**Task details**
Scan the material for the word "instrument", then return every line where it appears.
== Segment start ==
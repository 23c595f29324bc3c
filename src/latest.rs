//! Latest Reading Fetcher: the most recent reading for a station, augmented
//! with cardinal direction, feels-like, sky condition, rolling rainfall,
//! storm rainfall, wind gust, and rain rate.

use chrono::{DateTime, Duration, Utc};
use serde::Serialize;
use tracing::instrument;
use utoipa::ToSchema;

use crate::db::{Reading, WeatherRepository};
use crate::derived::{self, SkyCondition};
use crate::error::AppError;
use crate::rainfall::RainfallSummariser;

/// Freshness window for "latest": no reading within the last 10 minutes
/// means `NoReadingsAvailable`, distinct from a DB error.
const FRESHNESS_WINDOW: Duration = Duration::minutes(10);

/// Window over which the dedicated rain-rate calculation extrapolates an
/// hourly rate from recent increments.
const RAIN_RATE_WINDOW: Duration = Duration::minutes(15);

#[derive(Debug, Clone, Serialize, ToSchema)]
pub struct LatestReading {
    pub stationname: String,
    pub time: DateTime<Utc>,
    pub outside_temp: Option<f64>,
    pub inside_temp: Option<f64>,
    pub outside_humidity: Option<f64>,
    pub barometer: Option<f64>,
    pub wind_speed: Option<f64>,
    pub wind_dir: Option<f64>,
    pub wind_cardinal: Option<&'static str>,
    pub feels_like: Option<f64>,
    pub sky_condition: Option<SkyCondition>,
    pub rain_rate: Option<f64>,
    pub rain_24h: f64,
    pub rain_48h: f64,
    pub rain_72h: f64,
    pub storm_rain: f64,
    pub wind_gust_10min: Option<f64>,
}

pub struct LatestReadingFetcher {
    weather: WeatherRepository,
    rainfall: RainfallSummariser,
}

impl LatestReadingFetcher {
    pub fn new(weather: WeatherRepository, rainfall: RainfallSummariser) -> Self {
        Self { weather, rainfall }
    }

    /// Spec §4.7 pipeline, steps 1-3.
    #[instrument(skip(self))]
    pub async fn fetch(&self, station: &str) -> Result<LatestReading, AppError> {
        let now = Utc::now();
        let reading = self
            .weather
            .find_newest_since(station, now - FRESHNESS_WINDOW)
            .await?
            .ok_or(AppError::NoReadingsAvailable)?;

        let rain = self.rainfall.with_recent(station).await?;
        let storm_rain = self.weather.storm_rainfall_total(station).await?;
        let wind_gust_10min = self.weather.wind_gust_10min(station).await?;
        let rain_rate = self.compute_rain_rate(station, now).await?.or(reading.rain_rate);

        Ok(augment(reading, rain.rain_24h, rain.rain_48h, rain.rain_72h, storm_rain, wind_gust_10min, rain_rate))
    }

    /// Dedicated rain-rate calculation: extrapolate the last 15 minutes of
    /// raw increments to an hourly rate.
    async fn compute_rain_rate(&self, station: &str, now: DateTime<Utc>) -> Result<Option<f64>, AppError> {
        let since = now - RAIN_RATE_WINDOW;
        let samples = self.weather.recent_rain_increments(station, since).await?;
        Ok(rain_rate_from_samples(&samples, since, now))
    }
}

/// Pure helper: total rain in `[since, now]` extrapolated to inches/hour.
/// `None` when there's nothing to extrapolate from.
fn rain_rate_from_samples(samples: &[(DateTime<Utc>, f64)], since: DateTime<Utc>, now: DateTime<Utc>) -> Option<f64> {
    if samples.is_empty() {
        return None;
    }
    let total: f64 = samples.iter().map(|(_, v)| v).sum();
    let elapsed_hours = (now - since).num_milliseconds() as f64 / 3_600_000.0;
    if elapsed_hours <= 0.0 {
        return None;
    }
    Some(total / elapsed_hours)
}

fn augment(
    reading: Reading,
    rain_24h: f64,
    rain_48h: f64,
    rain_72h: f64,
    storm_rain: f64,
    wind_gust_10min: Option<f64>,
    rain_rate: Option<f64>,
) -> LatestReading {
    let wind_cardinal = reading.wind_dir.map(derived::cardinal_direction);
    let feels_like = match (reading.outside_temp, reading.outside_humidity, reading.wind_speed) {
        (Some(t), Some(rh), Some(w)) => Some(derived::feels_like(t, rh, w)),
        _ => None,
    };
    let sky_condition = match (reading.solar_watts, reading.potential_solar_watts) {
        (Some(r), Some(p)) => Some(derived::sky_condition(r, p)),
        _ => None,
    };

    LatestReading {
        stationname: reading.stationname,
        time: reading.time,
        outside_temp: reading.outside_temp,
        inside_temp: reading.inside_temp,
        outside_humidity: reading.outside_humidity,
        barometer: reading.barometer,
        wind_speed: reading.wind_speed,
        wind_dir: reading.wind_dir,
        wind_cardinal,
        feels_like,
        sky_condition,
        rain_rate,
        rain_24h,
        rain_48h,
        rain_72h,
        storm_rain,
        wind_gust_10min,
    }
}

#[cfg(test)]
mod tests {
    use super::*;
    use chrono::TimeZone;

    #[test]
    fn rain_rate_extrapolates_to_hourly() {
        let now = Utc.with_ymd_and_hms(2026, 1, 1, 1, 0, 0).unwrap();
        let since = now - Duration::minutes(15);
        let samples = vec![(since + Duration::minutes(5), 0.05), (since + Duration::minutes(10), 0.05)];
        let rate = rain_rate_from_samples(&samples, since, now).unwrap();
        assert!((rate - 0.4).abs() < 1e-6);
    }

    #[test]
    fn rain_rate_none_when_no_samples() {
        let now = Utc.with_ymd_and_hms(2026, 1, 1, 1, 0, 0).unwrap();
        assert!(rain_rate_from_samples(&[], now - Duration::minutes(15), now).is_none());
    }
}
== Segment end ==
== Segment start ==
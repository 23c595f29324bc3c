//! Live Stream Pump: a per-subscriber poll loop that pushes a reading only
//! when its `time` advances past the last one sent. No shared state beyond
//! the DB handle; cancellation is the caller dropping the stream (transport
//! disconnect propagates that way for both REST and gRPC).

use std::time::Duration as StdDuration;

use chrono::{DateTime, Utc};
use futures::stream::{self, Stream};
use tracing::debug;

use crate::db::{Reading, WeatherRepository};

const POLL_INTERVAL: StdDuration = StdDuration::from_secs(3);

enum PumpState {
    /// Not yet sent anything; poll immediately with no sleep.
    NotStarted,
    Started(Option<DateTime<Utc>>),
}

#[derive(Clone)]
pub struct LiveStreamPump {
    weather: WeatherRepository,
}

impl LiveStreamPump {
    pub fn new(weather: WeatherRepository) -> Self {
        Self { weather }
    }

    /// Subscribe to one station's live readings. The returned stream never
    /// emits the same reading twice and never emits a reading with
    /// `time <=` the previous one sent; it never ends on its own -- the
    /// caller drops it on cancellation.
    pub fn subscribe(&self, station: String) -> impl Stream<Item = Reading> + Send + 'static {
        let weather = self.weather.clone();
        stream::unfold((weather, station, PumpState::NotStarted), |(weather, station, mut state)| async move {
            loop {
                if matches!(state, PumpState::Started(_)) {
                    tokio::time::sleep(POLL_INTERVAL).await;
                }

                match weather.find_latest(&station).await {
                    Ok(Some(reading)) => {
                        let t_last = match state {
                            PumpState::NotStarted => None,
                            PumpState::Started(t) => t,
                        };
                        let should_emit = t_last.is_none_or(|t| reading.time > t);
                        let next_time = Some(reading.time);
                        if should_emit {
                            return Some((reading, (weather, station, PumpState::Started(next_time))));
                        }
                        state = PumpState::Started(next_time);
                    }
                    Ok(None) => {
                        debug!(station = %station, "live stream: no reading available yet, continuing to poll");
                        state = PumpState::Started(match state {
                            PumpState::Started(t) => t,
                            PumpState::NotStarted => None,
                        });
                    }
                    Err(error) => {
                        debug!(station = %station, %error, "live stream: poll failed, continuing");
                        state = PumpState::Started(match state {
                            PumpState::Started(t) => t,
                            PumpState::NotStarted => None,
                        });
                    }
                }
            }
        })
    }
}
== Segment end ==
== Segment start ==
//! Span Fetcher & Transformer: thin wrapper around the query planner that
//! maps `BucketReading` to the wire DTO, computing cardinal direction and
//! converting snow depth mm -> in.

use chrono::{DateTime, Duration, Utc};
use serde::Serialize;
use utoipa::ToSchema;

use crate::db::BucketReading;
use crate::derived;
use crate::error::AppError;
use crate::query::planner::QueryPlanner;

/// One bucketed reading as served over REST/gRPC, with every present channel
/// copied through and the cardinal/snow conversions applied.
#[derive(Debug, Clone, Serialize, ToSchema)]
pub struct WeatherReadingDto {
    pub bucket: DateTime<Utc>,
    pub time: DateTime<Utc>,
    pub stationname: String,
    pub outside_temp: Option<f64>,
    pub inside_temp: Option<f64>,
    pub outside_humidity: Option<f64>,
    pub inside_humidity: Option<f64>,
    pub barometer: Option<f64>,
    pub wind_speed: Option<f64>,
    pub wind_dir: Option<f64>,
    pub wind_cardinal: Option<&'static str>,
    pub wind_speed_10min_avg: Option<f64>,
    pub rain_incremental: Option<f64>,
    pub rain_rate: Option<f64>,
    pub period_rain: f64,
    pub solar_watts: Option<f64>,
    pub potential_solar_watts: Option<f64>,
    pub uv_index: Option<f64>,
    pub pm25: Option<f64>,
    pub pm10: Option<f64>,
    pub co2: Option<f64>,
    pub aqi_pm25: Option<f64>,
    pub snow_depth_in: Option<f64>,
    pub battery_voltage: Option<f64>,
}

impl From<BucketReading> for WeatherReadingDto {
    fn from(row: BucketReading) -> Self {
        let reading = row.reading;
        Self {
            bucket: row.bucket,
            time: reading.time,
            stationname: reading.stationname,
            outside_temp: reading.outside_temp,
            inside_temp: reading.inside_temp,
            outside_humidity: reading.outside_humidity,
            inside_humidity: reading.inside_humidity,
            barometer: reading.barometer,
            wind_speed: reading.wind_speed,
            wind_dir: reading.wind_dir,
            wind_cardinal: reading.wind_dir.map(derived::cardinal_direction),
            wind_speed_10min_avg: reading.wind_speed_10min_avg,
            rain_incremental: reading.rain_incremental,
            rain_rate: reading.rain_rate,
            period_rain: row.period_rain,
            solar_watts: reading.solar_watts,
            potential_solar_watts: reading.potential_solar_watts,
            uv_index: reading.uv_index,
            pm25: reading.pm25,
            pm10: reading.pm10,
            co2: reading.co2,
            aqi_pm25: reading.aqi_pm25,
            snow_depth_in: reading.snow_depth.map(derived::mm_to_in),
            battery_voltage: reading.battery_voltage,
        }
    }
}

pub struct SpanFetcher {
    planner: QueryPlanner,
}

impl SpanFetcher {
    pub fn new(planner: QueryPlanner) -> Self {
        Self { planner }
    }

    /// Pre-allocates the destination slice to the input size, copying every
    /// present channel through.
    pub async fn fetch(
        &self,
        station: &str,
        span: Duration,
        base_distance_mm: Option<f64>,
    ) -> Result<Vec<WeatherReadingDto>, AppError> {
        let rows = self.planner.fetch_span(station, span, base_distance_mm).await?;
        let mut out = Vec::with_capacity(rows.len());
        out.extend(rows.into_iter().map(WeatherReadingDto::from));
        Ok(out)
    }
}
== Segment end ==
**Exercise output**
use tracing::instrument;
    #[instrument(skip(self))]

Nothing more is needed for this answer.